London’s FTSE 100 index soared almost 3% in early trading, before falling back into negative territory.
It followed a rebound in Asian markets amid hopes central banks will cut interest rates and provide stimulus.
On Monday, Japan’s central bank said it was prepared to intervene.
This mirrored a similar pledge from the US Federal Reserve on Friday to stop more big falls on global stock markets.
And the Bank of England said it continued to monitor developments and is assessing its potential impacts on the global and UK economies and financial systems.

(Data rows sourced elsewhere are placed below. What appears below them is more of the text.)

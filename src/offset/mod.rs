use serde::Serialize;

/// A project that sells carbon offsets at a fixed price per tonne of CO2.
#[derive(Debug, Clone, PartialEq, Serialize)]
pub struct OffsetProject {
    pub id: &'static str,
    pub name: &'static str,
    pub price_per_ton: f64,
    pub certification: &'static str,
    pub location: &'static str,
}

const PROJECTS: [OffsetProject; 4] = [
    OffsetProject {
        id: "trees",
        name: "Rainforest Restoration",
        price_per_ton: 15.0,
        certification: "Gold Standard Verified",
        location: "Brazil, Colombia",
    },
    OffsetProject {
        id: "solar",
        name: "Solar Farm Development",
        price_per_ton: 12.0,
        certification: "VCS Verified",
        location: "India, Kenya",
    },
    OffsetProject {
        id: "wind",
        name: "Wind Energy Projects",
        price_per_ton: 18.0,
        certification: "CDM Verified",
        location: "Denmark, Scotland",
    },
    OffsetProject {
        id: "ocean",
        name: "Ocean Conservation",
        price_per_ton: 20.0,
        certification: "Blue Carbon Verified",
        location: "Maldives, Philippines",
    },
];

/// The offset catalog, in display order
pub fn projects() -> &'static [OffsetProject] {
    &PROJECTS
}

/// Look up a project by id (case-insensitive)
pub fn find_project(id: &str) -> Option<&'static OffsetProject> {
    let id = id.trim();
    PROJECTS.iter().find(|p| p.id.eq_ignore_ascii_case(id))
}

/// Price of offsetting `tonnes` of CO2 with `project`. No project costs nothing.
pub fn offset_cost(tonnes: f64, project: Option<&OffsetProject>) -> f64 {
    match project {
        Some(p) => tonnes * p.price_per_ton,
        None => 0.0,
    }
}

pub fn kg_to_tonnes(kg: f64) -> f64 {
    kg / 1000.0
}

#[cfg(test)]
mod tests {
    use super::*;

    #[test]
    fn test_catalog() {
        let ids: Vec<_> = projects().iter().map(|p| p.id).collect();
        assert_eq!(ids, vec!["trees", "solar", "wind", "ocean"]);
    }

    #[test]
    fn test_find_project() {
        assert_eq!(find_project("Wind").unwrap().price_per_ton, 18.0);
        assert!(find_project("coal").is_none());
    }

    #[test]
    fn test_offset_cost() {
        let trees = find_project("trees");
        assert_eq!(offset_cost(10.0, trees), 150.0);
        assert_eq!(offset_cost(10.0, None), 0.0);
        assert_eq!(offset_cost(0.0, find_project("ocean")), 0.0);
    }

    #[test]
    fn test_kg_to_tonnes() {
        assert_eq!(kg_to_tonnes(2500.0), 2.5);
    }
}
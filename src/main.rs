use clap::{Parser, Subcommand, ValueEnum};
use std::path::PathBuf;
use std::time::Instant;

use carbometric::activity::Activity;
use carbometric::calculator;
use carbometric::config::{self, Config};
use carbometric::factors::FactorTable;
use carbometric::ledger::{self, EmissionLedger, HistoryQuery, SortKey, SortOrder};
use carbometric::offset;
use carbometric::output;

const EXIT_SUCCESS: i32 = 0;
const EXIT_INPUT: i32 = 2;
const EXIT_CONFIG: i32 = 4;

#[derive(ValueEnum, Clone, Copy, Debug, PartialEq)]
enum Format {
    Table,
    Tsv,
    Json,
}

#[derive(Subcommand, Debug)]
enum Commands {
    /// Calculate the emission of one activity
    Calc {
        /// electricity, transport or food
        category: String,
        /// Activity within the category (car, bus, train, plane, beef, chicken, ...), then the amount.
        /// Electricity takes only the amount.
        #[arg(num_args = 1..=2, required = true)]
        args: Vec<String>,
        /// Country code (defaults to the baseline country)
        #[arg(long)]
        country: Option<String>,
    },
    /// List supported countries
    Countries,
    /// Build a report from a YAML activity log
    Report {
        /// Path to the activity log
        log: PathBuf,
        /// Only show records whose item or category contains this text
        #[arg(long)]
        search: Option<String>,
        /// Only show records of this category
        #[arg(long)]
        category: Option<String>,
        /// Only show records from this window, e.g. "7d" or "4weeks"
        #[arg(long)]
        since: Option<String>,
        /// Sort by date, emission, cost or category
        #[arg(long, default_value = "date")]
        sort: SortKey,
        /// Sort ascending instead of descending
        #[arg(long)]
        asc: bool,
        /// Seed the ledger with demo records
        #[arg(long)]
        sample: bool,
    },
    /// Price a carbon offset
    Offset {
        /// Tonnes of CO2 to offset
        #[arg(long, conflicts_with = "kg")]
        tonnes: Option<f64>,
        /// Kilograms of CO2 to offset
        #[arg(long)]
        kg: Option<f64>,
        /// Only show this project (trees, solar, wind, ocean)
        #[arg(long)]
        project: Option<String>,
    },
    /// Create a config file interactively
    Init,
}

#[derive(Parser, Debug)]
#[command(name = "carbometric")]
#[command(about = "Personal carbon footprint calculator", long_about = None)]
#[command(version)]
struct Cli {
    /// Enable verbose logging
    #[arg(short, long, global = true)]
    verbose: bool,

    /// Path to config file (defaults to ~/.config/carbometric/config.yaml)
    #[arg(short, long, global = true)]
    config: Option<String>,

    /// Output format
    #[arg(long, global = true, value_enum, default_value = "table")]
    format: Format,

    #[command(subcommand)]
    command: Commands,
}

fn main() {
    let cli = Cli::parse();
    let start_time = Instant::now();
    let config_path = cli.config.map(PathBuf::from);

    if let Commands::Init = cli.command {
        if let Err(e) = config::init::run_init_wizard(config_path) {
            eprintln!("Init failed: {:#}", e);
            std::process::exit(EXIT_CONFIG);
        }
        std::process::exit(EXIT_SUCCESS);
    }

    // Load config
    let config = match config::load_config(config_path) {
        Ok(c) => c,
        Err(e) => {
            eprintln!("Config error: {:#}", e);
            std::process::exit(EXIT_CONFIG);
        }
    };

    // Validate config at startup
    if let Err(errors) = config::validate_config(&config) {
        eprintln!("Config errors:");
        for error in errors {
            eprintln!("  - {}", error);
        }
        std::process::exit(EXIT_CONFIG);
    }

    let table = match config::build_factor_table(&config) {
        Ok(t) => t,
        Err(e) => {
            eprintln!("Config error: {:#}", e);
            std::process::exit(EXIT_CONFIG);
        }
    };

    if cli.verbose {
        eprintln!(
            "Loaded {} countries (baseline {}), {} from config",
            table.len(),
            table.baseline_code(),
            config.countries.len()
        );
    }

    let use_colors = cli.format == Format::Table && output::should_use_colors();

    let code = match cli.command {
        Commands::Calc {
            category,
            args,
            country,
        } => run_calc(
            &table,
            &category,
            &args,
            country.as_deref(),
            cli.format,
            use_colors,
            cli.verbose,
        ),
        Commands::Countries => run_countries(&table, cli.format, use_colors),
        Commands::Report {
            log,
            search,
            category,
            since,
            sort,
            asc,
            sample,
        } => {
            let query = HistoryQuery {
                search,
                category,
                since: None,
                sort_by: sort,
                order: if asc { SortOrder::Asc } else { SortOrder::Desc },
            };
            run_report(
                &table,
                &config,
                &log,
                query,
                since.as_deref(),
                sample,
                cli.format,
                use_colors,
                cli.verbose,
            )
        }
        Commands::Offset {
            tonnes,
            kg,
            project,
        } => run_offset(tonnes, kg, project.as_deref(), cli.format, use_colors),
        Commands::Init => EXIT_SUCCESS,
    };

    if cli.verbose {
        eprintln!("Done in {:?}", start_time.elapsed());
    }

    std::process::exit(code);
}

fn run_calc(
    table: &FactorTable,
    category: &str,
    args: &[String],
    country: Option<&str>,
    format: Format,
    use_colors: bool,
    verbose: bool,
) -> i32 {
    // "calc electricity 12" or "calc transport car 15"
    let (subtype, amount_str) = match args {
        [amount] => (None, amount.as_str()),
        [subtype, amount] => (Some(subtype.as_str()), amount.as_str()),
        _ => {
            eprintln!("Expected [ACTIVITY] AMOUNT after the category");
            return EXIT_INPUT;
        }
    };

    let amount: f64 = match amount_str.parse() {
        Ok(v) if f64::is_finite(v) && v >= 0.0 => v,
        _ => {
            eprintln!(
                "Invalid amount '{}': must be a non-negative number",
                amount_str
            );
            return EXIT_INPUT;
        }
    };

    let activity = match Activity::from_parts(category, subtype) {
        Ok(a) => a,
        Err(e) => {
            eprintln!("Invalid activity: {}", e);
            return EXIT_INPUT;
        }
    };

    let result = calculator::calculate(table, activity, amount, country);

    if verbose {
        eprintln!(
            "{} x {} ({} factor, country {})",
            amount, result.factor, activity, result.country_code
        );
        if result.fell_back {
            eprintln!(
                "Country '{}' not found, using baseline {}",
                country.unwrap_or_default(),
                result.country_code
            );
        }
    }

    match format {
        Format::Table => println!("{}", output::format_calculation(&result, use_colors)),
        Format::Tsv => println!(
            "{}\t{}\t{}\t{:.3}",
            activity, result.country_code, amount, result.emission
        ),
        Format::Json => return print_json(&result),
    }

    EXIT_SUCCESS
}

fn run_countries(table: &FactorTable, format: Format, use_colors: bool) -> i32 {
    match format {
        Format::Table => println!("{}", output::format_countries(table, use_colors)),
        Format::Tsv => {
            for (code, name) in table.list_countries() {
                println!("{}\t{}", code, name);
            }
        }
        Format::Json => {
            let countries: Vec<_> = table
                .entries()
                .iter()
                .map(|e| {
                    serde_json::json!({
                        "code": e.code,
                        "baseline": e.code == table.baseline_code(),
                        "factors": e.factors,
                    })
                })
                .collect();
            return print_json(&countries);
        }
    }
    EXIT_SUCCESS
}

#[allow(clippy::too_many_arguments)]
fn run_report(
    table: &FactorTable,
    config: &Config,
    log_path: &std::path::Path,
    query: HistoryQuery,
    since: Option<&str>,
    sample: bool,
    format: Format,
    use_colors: bool,
    verbose: bool,
) -> i32 {
    let today = chrono::Local::now().date_naive();

    let query = match since {
        Some(window) => match query.since_duration(today, window) {
            Ok(q) => q,
            Err(e) => {
                eprintln!("{:#}", e);
                return EXIT_INPUT;
            }
        },
        None => query,
    };

    let log = match ledger::load_activity_log(log_path) {
        Ok(l) => l,
        Err(e) => {
            eprintln!("Activity log error: {:#}", e);
            return EXIT_INPUT;
        }
    };

    let mut ledger = if sample {
        EmissionLedger::with_sample_data()
    } else {
        EmissionLedger::new()
    };

    // Entries are recorded against the table's baseline unless they name a country
    let errors = ledger::record_activities(&mut ledger, table, &log.entries, None, today);

    if verbose {
        eprintln!(
            "Recorded {} of {} entries from {}",
            log.entries.len() - errors.len(),
            log.entries.len(),
            log_path.display()
        );
    }
    // Partial failure: report bad entries and keep the rest
    if !errors.is_empty() {
        eprintln!("Skipped entries:");
        for error in &errors {
            eprintln!("  - {}", error);
        }
    }

    let records = query.apply(ledger.records());
    let summary = ledger::summarize(&records);
    let by_category = ledger::category_totals(records.iter().copied());
    let top = ledger::top_category(&by_category);

    if verbose {
        eprintln!(
            "{} of {} records match the query",
            records.len(),
            ledger.len()
        );
    }

    match format {
        Format::Table => {
            println!("{}", output::format_history_table(&records, use_colors));
            println!();
            println!("{}", output::format_summary(&summary, use_colors));
            println!();
            println!(
                "{}",
                output::format_breakdown(&by_category, top.as_ref(), use_colors)
            );
            println!();
            println!("Recent:");
            let recent: Vec<_> = ledger.recent(config.recent_limit).iter().collect();
            println!("{}", output::format_history_table(&recent, use_colors));
        }
        Format::Tsv => {
            let tsv = output::format_tsv(&records);
            if !tsv.is_empty() {
                println!("{}", tsv);
            }
        }
        Format::Json => {
            let report = serde_json::json!({
                "records": records,
                "summary": summary,
                "by_category": by_category,
                "top_category": top,
                "total_emission": summary.total_emission,
                "skipped": errors,
            });
            return print_json(&report);
        }
    }

    EXIT_SUCCESS
}

fn run_offset(
    tonnes: Option<f64>,
    kg: Option<f64>,
    project: Option<&str>,
    format: Format,
    use_colors: bool,
) -> i32 {
    let tonnes = match (tonnes, kg) {
        (Some(t), _) => t,
        (None, Some(kg)) => offset::kg_to_tonnes(kg),
        (None, None) => 1.0,
    };
    if !tonnes.is_finite() || tonnes < 0.0 {
        eprintln!("Invalid amount: must be a non-negative number");
        return EXIT_INPUT;
    }

    let projects: Vec<&offset::OffsetProject> = match project {
        Some(id) => match offset::find_project(id) {
            Some(p) => vec![p],
            None => {
                let ids: Vec<_> = offset::projects().iter().map(|p| p.id).collect();
                eprintln!(
                    "Unknown offset project '{}'. Available: {}",
                    id,
                    ids.join(", ")
                );
                return EXIT_INPUT;
            }
        },
        None => offset::projects().iter().collect(),
    };

    match format {
        Format::Table => {
            println!("Offsetting {} t CO2:", tonnes);
            println!("{}", output::format_offsets(&projects, tonnes, use_colors));
        }
        Format::Tsv => {
            for p in &projects {
                println!(
                    "{}\t{}\t{:.2}",
                    p.id,
                    p.name,
                    offset::offset_cost(tonnes, Some(*p))
                );
            }
        }
        Format::Json => {
            let quotes: Vec<_> = projects
                .iter()
                .map(|p| {
                    serde_json::json!({
                        "project": p,
                        "tonnes": tonnes,
                        "cost": offset::offset_cost(tonnes, Some(*p)),
                    })
                })
                .collect();
            return print_json(&quotes);
        }
    }

    EXIT_SUCCESS
}

fn print_json<T: serde::Serialize>(value: &T) -> i32 {
    match serde_json::to_string_pretty(value) {
        Ok(json) => {
            println!("{}", json);
            EXIT_SUCCESS
        }
        Err(e) => {
            eprintln!("Failed to serialize output: {}", e);
            EXIT_INPUT
        }
    }
}
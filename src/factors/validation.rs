use std::collections::HashSet;

use super::table::{CountryEntry, FactorTable};
use crate::activity::{FoodType, TransportMode};

/// Validate every entry of a factor table.
/// Returns all validation errors at once (not just the first).
pub fn validate_factors(table: &FactorTable) -> Result<(), Vec<String>> {
    let errors = validate_entries(table.entries(), "countries");
    if errors.is_empty() {
        Ok(())
    } else {
        Err(errors)
    }
}

/// Check codes and factor values of a list of entries. `prefix` is the path
/// used in error messages (e.g. "countries").
pub fn validate_entries(entries: &[CountryEntry], prefix: &str) -> Vec<String> {
    let mut errors = Vec::new();
    let mut seen = HashSet::new();

    for (i, entry) in entries.iter().enumerate() {
        let path = format!("{}[{}]", prefix, i);
        let code = entry.code.trim().to_ascii_uppercase();

        if code.is_empty() {
            errors.push(format!("{}.code: must not be empty", path));
        } else if !seen.insert(code.clone()) {
            errors.push(format!("{}.code: duplicate country code '{}'", path, code));
        }

        if entry.factors.country_name.trim().is_empty() {
            errors.push(format!("{}.country_name: must not be empty", path));
        }

        check_factor(&mut errors, &path, "electricity", entry.factors.electricity);

        for mode in TransportMode::ALL {
            let field = format!("transport.{}", mode.as_str());
            check_factor(&mut errors, &path, &field, entry.factors.transport.get(mode));
        }

        for food in FoodType::ALL {
            let field = format!("food.{}", food.as_str());
            check_factor(&mut errors, &path, &field, entry.factors.food.get(food));
        }
    }

    errors
}

fn check_factor(errors: &mut Vec<String>, path: &str, field: &str, value: f64) {
    if !value.is_finite() {
        errors.push(format!("{}.{}: must be a finite number", path, field));
    } else if value < 0.0 {
        errors.push(format!("{}.{}: must be non-negative", path, field));
    }
}

#[cfg(test)]
mod tests {
    use super::*;
    use crate::factors::{CountryFactors, FoodFactors, TransportFactors};

    fn entry(code: &str) -> CountryEntry {
        let builtin = FactorTable::builtin();
        CountryEntry {
            code: code.to_string(),
            factors: builtin.baseline().clone(),
        }
    }

    #[test]
    fn test_builtin_table_is_valid() {
        assert!(validate_factors(&FactorTable::builtin()).is_ok());
    }

    #[test]
    fn test_negative_factor() {
        let mut bad = entry("XX");
        bad.factors.transport.bus = -0.1;
        let errors = validate_entries(&[bad], "countries");
        assert_eq!(errors.len(), 1);
        assert!(errors[0].contains("countries[0].transport.bus"));
        assert!(errors[0].contains("non-negative"));
    }

    #[test]
    fn test_non_finite_factor() {
        let mut bad = entry("XX");
        bad.factors.electricity = f64::NAN;
        let errors = validate_entries(&[bad], "countries");
        assert_eq!(errors.len(), 1);
        assert!(errors[0].contains("electricity"));
        assert!(errors[0].contains("finite"));
    }

    #[test]
    fn test_duplicate_and_empty_codes() {
        let errors = validate_entries(&[entry("GB"), entry("gb"), entry(" ")], "countries");
        assert_eq!(errors.len(), 2);
        assert!(errors[0].contains("countries[1].code: duplicate"));
        assert!(errors[1].contains("countries[2].code: must not be empty"));
    }

    #[test]
    fn test_collects_all_errors() {
        let bad = CountryEntry {
            code: "XX".to_string(),
            factors: CountryFactors {
                country_name: String::new(),
                electricity: -1.0,
                transport: TransportFactors {
                    car: -1.0,
                    bus: 0.0,
                    train: 0.0,
                    plane: 0.0,
                },
                food: FoodFactors {
                    beef: 0.0,
                    chicken: 0.0,
                    pork: 0.0,
                    fish: 0.0,
                    vegetables: 0.0,
                    dairy: f64::INFINITY,
                },
            },
        };
        let errors = validate_entries(&[bad], "countries");
        assert_eq!(errors.len(), 4);
    }

    #[test]
    fn test_zero_factors_allowed() {
        let mut zero = entry("ZZ");
        zero.factors.electricity = 0.0;
        assert!(validate_entries(&[zero], "countries").is_empty());
    }
}
use serde::{Deserialize, Serialize};
use std::fmt;
use std::str::FromStr;

use super::error::ActivityError;

/// The three activity classes the calculator knows about.
#[derive(Debug, Clone, Copy, PartialEq, Eq, Hash, Serialize, Deserialize)]
#[serde(rename_all = "lowercase")]
pub enum Category {
    Electricity,
    Transport,
    Food,
}

#[derive(Debug, Clone, Copy, PartialEq, Eq, Hash, Serialize, Deserialize)]
#[serde(rename_all = "lowercase")]
pub enum TransportMode {
    Car,
    Bus,
    Train,
    Plane,
}

#[derive(Debug, Clone, Copy, PartialEq, Eq, Hash, Serialize, Deserialize)]
#[serde(rename_all = "lowercase")]
pub enum FoodType {
    Beef,
    Chicken,
    Pork,
    Fish,
    Vegetables,
    Dairy,
}

/// Purchase kinds priced per currency unit spent, outside the country table.
#[derive(Debug, Clone, Copy, PartialEq, Eq, Hash, Serialize, Deserialize)]
#[serde(rename_all = "lowercase")]
pub enum ShoppingType {
    Electronics,
    Clothing,
    Books,
}

/// A single loggable activity. Each variant carries its own subtype, so a
/// transport activity can never be asked for a food factor.
#[derive(Debug, Clone, Copy, PartialEq, Eq, Hash, Serialize, Deserialize)]
#[serde(tag = "category", content = "subtype", rename_all = "lowercase")]
pub enum Activity {
    Electricity,
    Transport(TransportMode),
    Food(FoodType),
}

impl Category {
    pub const ALL: [Category; 3] = [Category::Electricity, Category::Transport, Category::Food];

    pub fn as_str(&self) -> &'static str {
        match self {
            Category::Electricity => "electricity",
            Category::Transport => "transport",
            Category::Food => "food",
        }
    }

    /// Display label used for ledger records ("Electricity", "Transport", "Food")
    pub fn label(&self) -> &'static str {
        match self {
            Category::Electricity => "Electricity",
            Category::Transport => "Transport",
            Category::Food => "Food",
        }
    }

    /// Physical unit the amount is measured in
    pub fn unit(&self) -> &'static str {
        match self {
            Category::Electricity => "kWh",
            Category::Transport => "km",
            Category::Food => "kg",
        }
    }
}

impl TransportMode {
    pub const ALL: [TransportMode; 4] = [
        TransportMode::Car,
        TransportMode::Bus,
        TransportMode::Train,
        TransportMode::Plane,
    ];

    pub fn as_str(&self) -> &'static str {
        match self {
            TransportMode::Car => "car",
            TransportMode::Bus => "bus",
            TransportMode::Train => "train",
            TransportMode::Plane => "plane",
        }
    }
}

impl FoodType {
    pub const ALL: [FoodType; 6] = [
        FoodType::Beef,
        FoodType::Chicken,
        FoodType::Pork,
        FoodType::Fish,
        FoodType::Vegetables,
        FoodType::Dairy,
    ];

    pub fn as_str(&self) -> &'static str {
        match self {
            FoodType::Beef => "beef",
            FoodType::Chicken => "chicken",
            FoodType::Pork => "pork",
            FoodType::Fish => "fish",
            FoodType::Vegetables => "vegetables",
            FoodType::Dairy => "dairy",
        }
    }
}

impl ShoppingType {
    pub const ALL: [ShoppingType; 3] = [
        ShoppingType::Electronics,
        ShoppingType::Clothing,
        ShoppingType::Books,
    ];

    /// Category name used in activity logs
    pub const CATEGORY: &'static str = "shopping";

    pub fn as_str(&self) -> &'static str {
        match self {
            ShoppingType::Electronics => "electronics",
            ShoppingType::Clothing => "clothing",
            ShoppingType::Books => "books",
        }
    }

    /// Item label for a ledger record, e.g. "Books - $25"
    pub fn describe(&self, spent: f64) -> String {
        format!("{} - ${}", capitalize(self.as_str()), spent)
    }
}

impl FromStr for Category {
    type Err = ActivityError;

    fn from_str(s: &str) -> Result<Self, Self::Err> {
        let normalized = s.trim().to_ascii_lowercase();
        Category::ALL
            .into_iter()
            .find(|c| c.as_str() == normalized)
            .ok_or_else(|| ActivityError::UnknownCategory(s.trim().to_string()))
    }
}

impl FromStr for TransportMode {
    type Err = ActivityError;

    fn from_str(s: &str) -> Result<Self, Self::Err> {
        let normalized = s.trim().to_ascii_lowercase();
        TransportMode::ALL
            .into_iter()
            .find(|m| m.as_str() == normalized)
            .ok_or_else(|| ActivityError::UnknownActivity {
                category: Category::Transport.as_str().to_string(),
                subtype: s.trim().to_string(),
            })
    }
}

impl FromStr for FoodType {
    type Err = ActivityError;

    fn from_str(s: &str) -> Result<Self, Self::Err> {
        let normalized = s.trim().to_ascii_lowercase();
        FoodType::ALL
            .into_iter()
            .find(|f| f.as_str() == normalized)
            .ok_or_else(|| ActivityError::UnknownActivity {
                category: Category::Food.as_str().to_string(),
                subtype: s.trim().to_string(),
            })
    }
}

impl FromStr for ShoppingType {
    type Err = ActivityError;

    fn from_str(s: &str) -> Result<Self, Self::Err> {
        let normalized = s.trim().to_ascii_lowercase();
        ShoppingType::ALL
            .into_iter()
            .find(|t| t.as_str() == normalized)
            .ok_or_else(|| ActivityError::UnknownActivity {
                category: ShoppingType::CATEGORY.to_string(),
                subtype: s.trim().to_string(),
            })
    }
}

impl Activity {
    /// Build an activity from its string category and subtype.
    ///
    /// Electricity has no subtype; whatever is passed is ignored. Transport and
    /// food require one.
    pub fn from_parts(category: &str, subtype: Option<&str>) -> Result<Self, ActivityError> {
        let category: Category = category.parse()?;
        match category {
            Category::Electricity => Ok(Activity::Electricity),
            Category::Transport => {
                let subtype = require_subtype(category, subtype)?;
                Ok(Activity::Transport(subtype.parse()?))
            }
            Category::Food => {
                let subtype = require_subtype(category, subtype)?;
                Ok(Activity::Food(subtype.parse()?))
            }
        }
    }

    pub fn category(&self) -> Category {
        match self {
            Activity::Electricity => Category::Electricity,
            Activity::Transport(_) => Category::Transport,
            Activity::Food(_) => Category::Food,
        }
    }

    pub fn unit(&self) -> &'static str {
        self.category().unit()
    }

    /// Subtype name, or None for electricity
    pub fn subtype(&self) -> Option<&'static str> {
        match self {
            Activity::Electricity => None,
            Activity::Transport(mode) => Some(mode.as_str()),
            Activity::Food(food) => Some(food.as_str()),
        }
    }

    /// Item label for a ledger record, e.g. "Car Journey - 15km"
    pub fn describe(&self, amount: f64) -> String {
        match self {
            Activity::Electricity => format!("Home Usage - {}kWh", amount),
            Activity::Transport(mode) => {
                format!("{} Journey - {}km", capitalize(mode.as_str()), amount)
            }
            Activity::Food(food) => format!("{} - {}kg", capitalize(food.as_str()), amount),
        }
    }
}

fn require_subtype(category: Category, subtype: Option<&str>) -> Result<&str, ActivityError> {
    match subtype.map(str::trim) {
        Some(s) if !s.is_empty() => Ok(s),
        _ => Err(ActivityError::MissingSubtype(category.as_str().to_string())),
    }
}

pub(crate) fn capitalize(s: &str) -> String {
    let mut chars = s.chars();
    match chars.next() {
        Some(first) => first.to_uppercase().chain(chars).collect(),
        None => String::new(),
    }
}

impl fmt::Display for Category {
    fn fmt(&self, f: &mut fmt::Formatter<'_>) -> fmt::Result {
        f.write_str(self.as_str())
    }
}

impl fmt::Display for Activity {
    fn fmt(&self, f: &mut fmt::Formatter<'_>) -> fmt::Result {
        match self.subtype() {
            Some(subtype) => write!(f, "{}/{}", self.category(), subtype),
            None => write!(f, "{}", self.category()),
        }
    }
}
pub mod formatter;

pub use formatter::{
    format_breakdown, format_calculation, format_cost, format_countries, format_history_table,
    format_kg, format_offsets, format_summary, format_tsv, should_use_colors,
};
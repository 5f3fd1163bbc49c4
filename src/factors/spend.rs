use crate::activity::ShoppingType;

/// kg CO2 per currency unit spent, in [`ShoppingType::ALL`] order
pub const SPEND_FACTORS: [(ShoppingType, f64); 3] = [
    (ShoppingType::Electronics, 0.5),
    (ShoppingType::Clothing, 0.3),
    (ShoppingType::Books, 0.1),
];

pub fn spend_factor(item: ShoppingType) -> f64 {
    match item {
        ShoppingType::Electronics => SPEND_FACTORS[0].1,
        ShoppingType::Clothing => SPEND_FACTORS[1].1,
        ShoppingType::Books => SPEND_FACTORS[2].1,
    }
}

/// Emission of a purchase: amount spent times the item's spend factor.
/// Spend factors do not vary by country.
pub fn spend_emission(item: ShoppingType, spent: f64) -> f64 {
    spent * spend_factor(item)
}

#[cfg(test)]
mod tests {
    use super::*;

    #[test]
    fn test_spend_factors_follow_all_order() {
        for (i, item) in ShoppingType::ALL.into_iter().enumerate() {
            assert_eq!(SPEND_FACTORS[i].0, item);
            assert_eq!(spend_factor(item), SPEND_FACTORS[i].1);
        }
    }

    #[test]
    fn test_spend_emission() {
        assert!((spend_emission(ShoppingType::Electronics, 89.99) - 44.995).abs() < 1e-9);
        assert!((spend_emission(ShoppingType::Books, 25.0) - 2.5).abs() < 1e-9);
        assert_eq!(spend_emission(ShoppingType::Clothing, 0.0), 0.0);
    }
}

“The Bank is working closely with HM Treasury and the FCA (Financial Conduct Authority) – as well as our international partners – to ensure all necessary steps are taken to protect financial and monetary stability,” a spokesman said.
Last week saw major stock markets suffer their worst weekly performance since the 2008 Global Financial Crisis. But investors are now hoping that central banks around the world will now work in unison to support financial markets as the coronavirus outbreak spreads.
On Monday the privately-run Caixin/Markit Manufacturing Purchasing Managers’ Index showed the fastest rate of contraction in China’s factory activity since the survey was launched in 2004. That followed the release on Saturday of equally weak official numbers.
Both sets of data come after employers across the country were ordered to remain closed after the annual Chinese New Year holiday as part of attempts by authorities to stem the spread of the virus.
The falls, which were even worse than the slump seen during the 2008 global financial crisis, highlighted the outbreak’s huge impact on the world’s second-largest economy.